● **Instructions for the task**
Go through the records below line by line, counting those that contain the word "index"; answer with the count only.

● **Input records**
━━━━━━━━━━━━━━━━

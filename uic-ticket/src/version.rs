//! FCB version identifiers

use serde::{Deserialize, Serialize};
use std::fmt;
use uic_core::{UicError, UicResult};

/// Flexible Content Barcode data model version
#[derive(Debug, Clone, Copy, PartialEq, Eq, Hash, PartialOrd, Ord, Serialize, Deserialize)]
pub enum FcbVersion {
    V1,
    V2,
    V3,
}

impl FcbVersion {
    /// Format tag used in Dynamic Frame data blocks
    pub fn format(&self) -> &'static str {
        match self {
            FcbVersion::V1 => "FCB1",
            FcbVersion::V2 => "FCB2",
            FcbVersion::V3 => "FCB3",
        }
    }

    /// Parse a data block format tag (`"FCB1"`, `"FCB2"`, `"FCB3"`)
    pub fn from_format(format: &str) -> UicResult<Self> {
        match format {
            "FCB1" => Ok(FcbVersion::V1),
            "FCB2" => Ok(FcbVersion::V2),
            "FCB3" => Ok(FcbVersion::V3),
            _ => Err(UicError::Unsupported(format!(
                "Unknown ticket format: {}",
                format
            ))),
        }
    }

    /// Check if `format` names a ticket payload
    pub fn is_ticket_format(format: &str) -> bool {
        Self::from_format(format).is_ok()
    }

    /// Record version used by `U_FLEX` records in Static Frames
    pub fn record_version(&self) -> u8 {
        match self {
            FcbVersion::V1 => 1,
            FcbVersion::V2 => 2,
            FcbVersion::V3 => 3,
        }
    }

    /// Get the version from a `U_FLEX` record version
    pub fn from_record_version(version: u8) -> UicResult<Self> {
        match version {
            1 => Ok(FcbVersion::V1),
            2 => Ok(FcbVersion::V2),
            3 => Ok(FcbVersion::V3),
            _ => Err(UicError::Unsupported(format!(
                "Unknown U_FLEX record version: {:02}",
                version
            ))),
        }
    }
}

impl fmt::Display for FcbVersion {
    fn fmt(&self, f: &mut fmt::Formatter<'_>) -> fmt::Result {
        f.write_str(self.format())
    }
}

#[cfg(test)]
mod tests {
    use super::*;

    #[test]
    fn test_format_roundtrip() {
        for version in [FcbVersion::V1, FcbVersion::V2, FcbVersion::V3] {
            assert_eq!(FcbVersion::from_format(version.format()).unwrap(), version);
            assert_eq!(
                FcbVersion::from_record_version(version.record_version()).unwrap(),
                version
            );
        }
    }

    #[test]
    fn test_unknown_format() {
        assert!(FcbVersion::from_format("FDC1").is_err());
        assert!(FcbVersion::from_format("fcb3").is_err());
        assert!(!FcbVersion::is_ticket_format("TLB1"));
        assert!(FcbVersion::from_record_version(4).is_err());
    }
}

━━━━━━━━━━━━━━━━

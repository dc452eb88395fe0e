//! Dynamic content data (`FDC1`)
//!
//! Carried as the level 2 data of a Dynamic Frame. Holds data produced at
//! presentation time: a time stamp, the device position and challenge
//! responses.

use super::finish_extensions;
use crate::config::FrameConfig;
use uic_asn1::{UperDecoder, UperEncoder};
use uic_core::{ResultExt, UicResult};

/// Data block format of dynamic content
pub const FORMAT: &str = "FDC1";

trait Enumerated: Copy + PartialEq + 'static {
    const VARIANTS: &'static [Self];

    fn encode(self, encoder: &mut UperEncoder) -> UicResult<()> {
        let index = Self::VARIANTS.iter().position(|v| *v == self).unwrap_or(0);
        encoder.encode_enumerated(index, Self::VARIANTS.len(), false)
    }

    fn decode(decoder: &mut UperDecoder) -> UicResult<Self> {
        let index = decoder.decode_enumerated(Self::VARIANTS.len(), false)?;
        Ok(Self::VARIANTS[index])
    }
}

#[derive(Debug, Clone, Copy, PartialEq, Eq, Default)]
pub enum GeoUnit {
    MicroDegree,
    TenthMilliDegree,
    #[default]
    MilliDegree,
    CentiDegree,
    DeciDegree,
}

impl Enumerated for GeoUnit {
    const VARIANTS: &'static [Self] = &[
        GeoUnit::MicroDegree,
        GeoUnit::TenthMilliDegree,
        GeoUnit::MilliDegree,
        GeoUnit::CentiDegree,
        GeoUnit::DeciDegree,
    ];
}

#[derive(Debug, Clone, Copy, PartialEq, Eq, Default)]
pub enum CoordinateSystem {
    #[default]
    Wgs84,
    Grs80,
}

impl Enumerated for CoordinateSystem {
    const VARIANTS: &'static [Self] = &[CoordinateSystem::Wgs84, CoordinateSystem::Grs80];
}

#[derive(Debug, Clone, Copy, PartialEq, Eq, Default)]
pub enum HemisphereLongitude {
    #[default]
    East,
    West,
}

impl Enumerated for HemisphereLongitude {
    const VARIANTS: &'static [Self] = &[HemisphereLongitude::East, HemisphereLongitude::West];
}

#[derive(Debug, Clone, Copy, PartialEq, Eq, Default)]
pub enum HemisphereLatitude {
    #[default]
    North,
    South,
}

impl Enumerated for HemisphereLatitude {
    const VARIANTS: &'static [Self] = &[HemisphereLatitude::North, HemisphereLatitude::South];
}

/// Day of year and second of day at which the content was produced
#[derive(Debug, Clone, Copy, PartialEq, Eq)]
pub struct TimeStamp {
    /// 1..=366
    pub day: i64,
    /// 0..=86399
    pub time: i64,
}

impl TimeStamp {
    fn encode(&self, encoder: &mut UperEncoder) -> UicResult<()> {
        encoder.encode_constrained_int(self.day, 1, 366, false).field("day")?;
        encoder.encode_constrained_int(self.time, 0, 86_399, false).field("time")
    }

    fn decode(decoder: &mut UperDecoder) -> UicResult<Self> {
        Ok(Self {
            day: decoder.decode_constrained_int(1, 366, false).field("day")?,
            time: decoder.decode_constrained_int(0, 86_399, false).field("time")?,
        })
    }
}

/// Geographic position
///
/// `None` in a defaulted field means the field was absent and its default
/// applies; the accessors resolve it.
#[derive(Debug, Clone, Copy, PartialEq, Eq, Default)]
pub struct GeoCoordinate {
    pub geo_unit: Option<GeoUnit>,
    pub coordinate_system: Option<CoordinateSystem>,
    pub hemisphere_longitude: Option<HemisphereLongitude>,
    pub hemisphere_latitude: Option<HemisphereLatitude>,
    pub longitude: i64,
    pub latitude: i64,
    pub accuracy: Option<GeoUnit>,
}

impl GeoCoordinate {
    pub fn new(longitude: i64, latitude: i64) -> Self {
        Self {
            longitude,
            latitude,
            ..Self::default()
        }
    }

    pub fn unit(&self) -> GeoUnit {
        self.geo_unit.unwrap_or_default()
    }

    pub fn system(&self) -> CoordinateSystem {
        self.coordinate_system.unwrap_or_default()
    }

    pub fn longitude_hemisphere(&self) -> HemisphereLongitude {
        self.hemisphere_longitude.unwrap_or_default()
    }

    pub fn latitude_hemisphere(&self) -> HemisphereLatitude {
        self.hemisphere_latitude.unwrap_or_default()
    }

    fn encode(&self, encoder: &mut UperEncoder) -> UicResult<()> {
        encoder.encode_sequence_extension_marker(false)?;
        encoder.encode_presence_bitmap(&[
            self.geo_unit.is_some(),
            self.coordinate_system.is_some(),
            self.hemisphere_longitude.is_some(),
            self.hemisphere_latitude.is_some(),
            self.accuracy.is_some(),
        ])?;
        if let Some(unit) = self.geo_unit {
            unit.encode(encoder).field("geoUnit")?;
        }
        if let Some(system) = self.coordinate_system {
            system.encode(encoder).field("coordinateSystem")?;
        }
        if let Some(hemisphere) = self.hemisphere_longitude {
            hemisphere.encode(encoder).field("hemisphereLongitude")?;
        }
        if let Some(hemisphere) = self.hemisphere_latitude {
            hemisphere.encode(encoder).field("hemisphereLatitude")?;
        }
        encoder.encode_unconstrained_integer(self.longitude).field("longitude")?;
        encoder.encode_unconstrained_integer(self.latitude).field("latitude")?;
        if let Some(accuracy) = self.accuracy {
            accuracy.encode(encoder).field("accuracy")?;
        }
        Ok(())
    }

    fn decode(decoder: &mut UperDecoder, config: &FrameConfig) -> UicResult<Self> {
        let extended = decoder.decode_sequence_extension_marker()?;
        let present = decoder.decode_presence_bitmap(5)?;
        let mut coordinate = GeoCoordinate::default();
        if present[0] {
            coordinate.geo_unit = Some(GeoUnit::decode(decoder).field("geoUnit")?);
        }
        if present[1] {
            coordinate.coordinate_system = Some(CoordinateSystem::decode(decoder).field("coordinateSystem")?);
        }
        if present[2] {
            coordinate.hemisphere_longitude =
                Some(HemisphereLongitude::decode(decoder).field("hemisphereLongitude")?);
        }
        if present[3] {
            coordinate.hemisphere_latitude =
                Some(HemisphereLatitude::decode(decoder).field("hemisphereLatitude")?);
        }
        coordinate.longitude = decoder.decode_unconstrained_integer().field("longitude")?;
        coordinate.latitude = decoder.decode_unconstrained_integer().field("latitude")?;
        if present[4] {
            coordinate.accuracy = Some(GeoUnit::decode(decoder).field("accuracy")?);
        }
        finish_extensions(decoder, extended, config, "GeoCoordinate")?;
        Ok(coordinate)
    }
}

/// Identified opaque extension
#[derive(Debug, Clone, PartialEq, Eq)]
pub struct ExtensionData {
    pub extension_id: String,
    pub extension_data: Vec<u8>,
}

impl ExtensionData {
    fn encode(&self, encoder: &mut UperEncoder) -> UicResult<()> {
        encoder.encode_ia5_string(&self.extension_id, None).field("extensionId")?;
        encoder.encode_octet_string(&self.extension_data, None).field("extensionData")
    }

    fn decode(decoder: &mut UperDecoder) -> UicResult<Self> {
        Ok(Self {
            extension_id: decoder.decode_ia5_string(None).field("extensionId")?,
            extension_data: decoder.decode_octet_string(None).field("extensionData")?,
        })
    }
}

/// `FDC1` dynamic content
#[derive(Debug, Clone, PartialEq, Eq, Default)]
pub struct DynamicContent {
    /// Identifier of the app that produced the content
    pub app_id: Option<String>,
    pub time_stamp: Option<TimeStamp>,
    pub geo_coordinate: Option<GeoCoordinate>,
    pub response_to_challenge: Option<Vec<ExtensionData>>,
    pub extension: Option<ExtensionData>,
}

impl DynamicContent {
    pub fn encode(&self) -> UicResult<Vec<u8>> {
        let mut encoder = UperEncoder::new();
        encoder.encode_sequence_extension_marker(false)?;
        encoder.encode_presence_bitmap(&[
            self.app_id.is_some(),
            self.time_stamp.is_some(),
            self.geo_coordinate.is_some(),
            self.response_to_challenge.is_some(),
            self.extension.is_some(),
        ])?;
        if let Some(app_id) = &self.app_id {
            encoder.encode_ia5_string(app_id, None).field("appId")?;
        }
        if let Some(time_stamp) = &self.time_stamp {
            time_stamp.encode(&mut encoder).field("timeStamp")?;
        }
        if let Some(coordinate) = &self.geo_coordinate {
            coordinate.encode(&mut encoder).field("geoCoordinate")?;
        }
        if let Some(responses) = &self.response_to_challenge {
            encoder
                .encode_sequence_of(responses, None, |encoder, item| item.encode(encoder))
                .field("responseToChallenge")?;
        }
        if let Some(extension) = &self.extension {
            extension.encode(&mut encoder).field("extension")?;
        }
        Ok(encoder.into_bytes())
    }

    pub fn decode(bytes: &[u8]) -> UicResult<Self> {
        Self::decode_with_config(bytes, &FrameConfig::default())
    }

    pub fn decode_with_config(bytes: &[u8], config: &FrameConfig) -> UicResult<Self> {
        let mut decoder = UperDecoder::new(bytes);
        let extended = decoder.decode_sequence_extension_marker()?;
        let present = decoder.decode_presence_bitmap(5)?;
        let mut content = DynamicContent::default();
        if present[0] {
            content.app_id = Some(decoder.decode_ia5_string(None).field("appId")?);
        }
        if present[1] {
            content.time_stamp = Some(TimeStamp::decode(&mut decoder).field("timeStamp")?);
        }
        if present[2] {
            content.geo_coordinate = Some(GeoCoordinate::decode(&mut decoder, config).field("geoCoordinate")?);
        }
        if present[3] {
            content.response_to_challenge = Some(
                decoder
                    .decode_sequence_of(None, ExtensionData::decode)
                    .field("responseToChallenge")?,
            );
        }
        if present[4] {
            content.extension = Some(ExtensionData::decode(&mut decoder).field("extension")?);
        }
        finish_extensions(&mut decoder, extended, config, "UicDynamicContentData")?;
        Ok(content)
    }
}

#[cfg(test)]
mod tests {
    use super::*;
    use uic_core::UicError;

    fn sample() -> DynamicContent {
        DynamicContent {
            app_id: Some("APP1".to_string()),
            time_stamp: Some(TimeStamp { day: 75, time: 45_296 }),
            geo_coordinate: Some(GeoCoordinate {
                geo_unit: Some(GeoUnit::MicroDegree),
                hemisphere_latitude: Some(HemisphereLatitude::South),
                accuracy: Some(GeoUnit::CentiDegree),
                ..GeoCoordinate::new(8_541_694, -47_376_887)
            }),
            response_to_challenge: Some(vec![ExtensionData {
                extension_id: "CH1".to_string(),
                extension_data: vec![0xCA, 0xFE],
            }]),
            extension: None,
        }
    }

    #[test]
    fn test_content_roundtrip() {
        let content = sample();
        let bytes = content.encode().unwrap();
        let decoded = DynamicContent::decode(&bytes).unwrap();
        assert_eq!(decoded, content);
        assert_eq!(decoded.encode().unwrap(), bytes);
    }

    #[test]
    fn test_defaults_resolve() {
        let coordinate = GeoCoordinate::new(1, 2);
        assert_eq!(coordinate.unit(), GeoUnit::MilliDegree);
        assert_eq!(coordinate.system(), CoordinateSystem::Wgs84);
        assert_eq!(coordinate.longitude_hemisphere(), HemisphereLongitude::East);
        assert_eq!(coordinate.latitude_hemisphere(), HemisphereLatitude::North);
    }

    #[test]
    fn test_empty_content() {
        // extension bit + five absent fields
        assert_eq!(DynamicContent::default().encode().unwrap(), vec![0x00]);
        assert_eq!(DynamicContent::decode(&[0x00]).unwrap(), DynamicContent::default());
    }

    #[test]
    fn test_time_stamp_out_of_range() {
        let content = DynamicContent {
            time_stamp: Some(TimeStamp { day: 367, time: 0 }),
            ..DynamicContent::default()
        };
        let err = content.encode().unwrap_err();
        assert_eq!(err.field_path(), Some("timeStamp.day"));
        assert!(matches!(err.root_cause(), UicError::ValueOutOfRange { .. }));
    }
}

━━━━━━━━━━━━━━━━

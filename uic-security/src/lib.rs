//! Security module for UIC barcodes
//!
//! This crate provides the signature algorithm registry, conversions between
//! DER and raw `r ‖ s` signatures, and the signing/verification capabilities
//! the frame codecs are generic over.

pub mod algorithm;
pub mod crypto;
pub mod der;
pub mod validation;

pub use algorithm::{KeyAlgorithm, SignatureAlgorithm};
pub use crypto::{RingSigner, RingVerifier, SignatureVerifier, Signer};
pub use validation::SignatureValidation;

━━━━━━━━━━━━━━━━

● **Answer to this problem**
4